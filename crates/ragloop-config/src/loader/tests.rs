//! Tests for layered configuration loading.

use super::*;
use pretty_assertions::assert_eq;
use std::fs;
use std::path::Path;
use tempfile::TempDir;

/// Write JSON5 contents to a path, creating parent directories if needed.
fn write_json5(path: &Path, contents: &str) {
    if let Some(parent) = path.parent() {
        fs::create_dir_all(parent).expect("dir");
    }
    fs::write(path, contents).expect("write");
}

/// Project layout with a `.git` marker and a nested working directory.
fn project_layout(temp: &TempDir) -> (PathBuf, PathBuf) {
    let project_root = temp.path().join("project");
    fs::create_dir_all(project_root.join(".git")).expect("git");
    let cwd = project_root.join("subdir");
    fs::create_dir_all(&cwd).expect("cwd");
    (project_root, cwd)
}

fn isolated_options(cwd: &Path) -> LayeredConfigOptions {
    let mut options = LayeredConfigOptions::new(cwd);
    options.system_config_path = None;
    options.user_config_path = None;
    options
}

#[test]
fn parse_minimal_config() {
    let config = RagloopConfig::load_from_str("{}").expect("config");
    assert_eq!(config.agent.top_k, 5);
    assert_eq!(config.context.budget_chars, 12_000);
    assert_eq!(config.history.capture.detect_secrets, true);
}

#[test]
fn parse_json5_with_comments() {
    let json5 = r#"{
        // retrieval knobs
        agent: { top_k: 3, similarity_threshold: 0.5, web_search_enabled: true },
        context: { instructions: "Answer briefly.", },
    }"#;
    let config = RagloopConfig::load_from_str(json5).expect("config");
    assert_eq!(config.agent.top_k, 3);
    assert_eq!(config.agent.similarity_threshold, 0.5);
    assert_eq!(config.agent.web_search_enabled, true);
    assert_eq!(
        config.context.instructions.as_deref(),
        Some("Answer briefly.")
    );
}

#[test]
fn rejects_unknown_top_level_key() {
    let err = RagloopConfig::load_from_str("{ unexpected: true }").unwrap_err();
    let msg = format!("{err}");
    assert!(msg.contains("unknown key"));
}

#[test]
fn rejects_wrong_field_type() {
    let err = RagloopConfig::load_from_str(r#"{ agent: { top_k: "five" } }"#).unwrap_err();
    assert!(format!("{err}").contains("agent.top_k"));

    let err = RagloopConfig::load_from_str("{ agent: { max_turns: -1 } }").unwrap_err();
    assert!(format!("{err}").contains("agent.max_turns"));
}

#[test]
fn rejects_out_of_range_values() {
    let err = RagloopConfig::load_from_str("{ agent: { similarity_threshold: 2.0 } }").unwrap_err();
    assert!(matches!(err, ConfigError::InvalidField { ref path, .. } if path == "agent.similarity_threshold"));

    let err = RagloopConfig::load_from_str("{ agent: { top_k: 0 } }").unwrap_err();
    assert!(format!("{err}").contains("agent.top_k"));
}

#[test]
fn load_from_path_reads_file() {
    let temp = TempDir::new().expect("tmp");
    let path = temp.path().join("config.json5");
    write_json5(&path, "{ history: { persist: true, name: \"support\" } }");
    let config = RagloopConfig::load_from_path(&path).expect("config");
    assert_eq!(config.history.persist, true);
    assert_eq!(config.history.name, "support");
}

#[test]
fn layered_config_prefers_repo_over_cwd() {
    let temp = TempDir::new().expect("tmp");
    let (project_root, cwd) = project_layout(&temp);

    let system_config = temp.path().join("system.json5");
    write_json5(&system_config, "{ agent: { top_k: 1, max_turns: 4 } }");
    let user_config = temp.path().join("user.json5");
    write_json5(&user_config, "{ agent: { top_k: 2 } }");
    write_json5(
        &project_root.join(DEFAULT_CONFIG_FILE),
        "{ agent: { top_k: 3 } }",
    );
    write_json5(&cwd.join(DEFAULT_CONFIG_FILE), "{ agent: { top_k: 4 } }");
    write_json5(
        &project_root
            .join(DEFAULT_CONFIG_DIR)
            .join(DEFAULT_CONFIG_FILE),
        "{ agent: { top_k: 7 } }",
    );

    let mut options = LayeredConfigOptions::new(&cwd);
    options.system_config_path = Some(system_config);
    options.user_config_path = Some(user_config);

    let layered = RagloopConfig::load_layered_with_options(options).expect("layered");
    assert_eq!(layered.config.agent.top_k, 7);
    assert_eq!(layered.config.agent.max_turns, 4);
    let sources: Vec<ConfigLayerSource> =
        layered.layers.iter().map(|layer| layer.source).collect();
    assert_eq!(
        sources,
        vec![
            ConfigLayerSource::System,
            ConfigLayerSource::User,
            ConfigLayerSource::Project,
            ConfigLayerSource::Cwd,
            ConfigLayerSource::Repo,
        ]
    );
}

#[test]
fn runtime_override_wins() {
    let temp = TempDir::new().expect("tmp");
    let (_project_root, cwd) = project_layout(&temp);

    let system_config = temp.path().join("system.json5");
    write_json5(&system_config, "{ context: { budget_chars: 500 } }");
    let runtime_config = temp.path().join("runtime.json5");
    write_json5(&runtime_config, "{ context: { budget_chars: 900 } }");

    let mut options = isolated_options(&cwd).with_runtime_path(&runtime_config);
    options.system_config_path = Some(system_config);

    let layered = RagloopConfig::load_layered_with_options(options).expect("layered");
    assert_eq!(layered.config.context.budget_chars, 900);
    assert_eq!(
        layered.layers.last().map(|layer| layer.source),
        Some(ConfigLayerSource::Runtime)
    );
}

#[test]
fn missing_runtime_layer_is_an_error() {
    let temp = TempDir::new().expect("tmp");
    let (_project_root, cwd) = project_layout(&temp);
    let options = isolated_options(&cwd).with_runtime_path(temp.path().join("absent.json5"));
    let err = RagloopConfig::load_layered_with_options(options).unwrap_err();
    assert!(matches!(err, ConfigError::Io { ref path, .. } if path.ends_with("absent.json5")));
}

#[test]
fn malformed_layer_is_a_syntax_error_naming_the_layer() {
    let temp = TempDir::new().expect("tmp");
    let (project_root, cwd) = project_layout(&temp);
    write_json5(&project_root.join(DEFAULT_CONFIG_FILE), "{ agent: ");

    let err = RagloopConfig::load_layered_with_options(isolated_options(&cwd)).unwrap_err();
    assert!(matches!(err, ConfigError::Syntax { ref origin, .. } if origin.starts_with("project(")));
}

#[test]
fn layer_sources_display_their_names() {
    assert_eq!(ConfigLayerSource::Repo.to_string(), "repo");
    assert_eq!(
        ConfigLayerSource::Cwd.label(Path::new("/work/ragloop.json5")),
        "cwd(/work/ragloop.json5)"
    );
}

#[test]
fn project_root_equal_to_cwd_loads_file_once() {
    let temp = TempDir::new().expect("tmp");
    let (project_root, _cwd) = project_layout(&temp);
    write_json5(
        &project_root.join(DEFAULT_CONFIG_FILE),
        "{ agent: { web_max_results: 6 } }",
    );

    let layered =
        RagloopConfig::load_layered_with_options(isolated_options(&project_root)).expect("layered");
    assert_eq!(layered.layers.len(), 1);
    assert_eq!(layered.config.agent.web_max_results, 6);
}

#[test]
fn invalid_layer_names_its_source() {
    let temp = TempDir::new().expect("tmp");
    let (_project_root, cwd) = project_layout(&temp);
    write_json5(&cwd.join(DEFAULT_CONFIG_FILE), "{ history: { bogus: 1 } }");

    let err = RagloopConfig::load_layered_with_options(isolated_options(&cwd)).unwrap_err();
    let msg = format!("{err}");
    assert!(msg.contains("cwd("));
    assert!(msg.contains("history.bogus"));
}

#[test]
fn no_layers_yields_defaults() {
    let temp = TempDir::new().expect("tmp");
    let layered =
        RagloopConfig::load_layered_with_options(isolated_options(temp.path())).expect("layered");
    assert_eq!(layered.layers.len(), 0);
    assert_eq!(layered.config.agent.similarity_threshold, 0.7);
}
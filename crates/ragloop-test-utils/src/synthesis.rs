use async_trait::async_trait;
use parking_lot::Mutex;
use ragloop_protocol::{ProviderError, Synthesizer};
use std::sync::atomic::{AtomicUsize, Ordering};
use std::time::Duration;

/// Synthesizer returning a fixed answer and recording every prompt.
#[derive(Debug, Default)]
pub struct StubSynthesizer {
    answer: String,
    prompts: Mutex<Vec<String>>,
}

impl StubSynthesizer {
    pub fn new(answer: impl Into<String>) -> Self {
        Self {
            answer: answer.into(),
            prompts: Mutex::new(Vec::new()),
        }
    }

    pub fn calls(&self) -> usize {
        self.prompts.lock().len()
    }

    pub fn prompts(&self) -> Vec<String> {
        self.prompts.lock().clone()
    }

    pub fn last_prompt(&self) -> Option<String> {
        self.prompts.lock().last().cloned()
    }
}

#[async_trait]
impl Synthesizer for StubSynthesizer {
    async fn complete(&self, prompt: &str) -> Result<String, ProviderError> {
        self.prompts.lock().push(prompt.to_string());
        Ok(self.answer.clone())
    }
}

#[derive(Debug)]
pub struct FailingSynthesizer {
    error: ProviderError,
    calls: AtomicUsize,
}

impl FailingSynthesizer {
    pub fn new(error: ProviderError) -> Self {
        Self {
            error,
            calls: AtomicUsize::new(0),
        }
    }

    pub fn calls(&self) -> usize {
        self.calls.load(Ordering::SeqCst)
    }
}

#[async_trait]
impl Synthesizer for FailingSynthesizer {
    async fn complete(&self, _prompt: &str) -> Result<String, ProviderError> {
        self.calls.fetch_add(1, Ordering::SeqCst);
        Err(self.error.clone())
    }
}

/// Synthesizer that sleeps before answering.
#[derive(Debug)]
pub struct SlowSynthesizer {
    delay: Duration,
    answer: String,
}

impl SlowSynthesizer {
    pub fn new(delay: Duration, answer: impl Into<String>) -> Self {
        Self {
            delay,
            answer: answer.into(),
        }
    }
}

#[async_trait]
impl Synthesizer for SlowSynthesizer {
    async fn complete(&self, _prompt: &str) -> Result<String, ProviderError> {
        tokio::time::sleep(self.delay).await;
        Ok(self.answer.clone())
    }
}

/// Synthesizer answering with the question it found at the end of the prompt.
#[derive(Debug, Default)]
pub struct EchoSynthesizer;

impl EchoSynthesizer {
    pub fn answer_for(question: &str) -> String {
        format!("answer to {question}")
    }
}

#[async_trait]
impl Synthesizer for EchoSynthesizer {
    async fn complete(&self, prompt: &str) -> Result<String, ProviderError> {
        tokio::task::yield_now().await;
        let question = prompt
            .rsplit_once("## Question\n")
            .map(|(_, question)| question)
            .ok_or_else(|| ProviderError::MalformedResponse("prompt has no question".into()))?;
        Ok(Self::answer_for(question))
    }
}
===
▸ The task: For each line above that carries the word "contents", copy it out.

▸ Task answer:
/// Write JSON5 contents to a path, creating parent directories if needed.
fn write_json5(path: &Path, contents: &str) {
    fs::write(path, contents).expect("write");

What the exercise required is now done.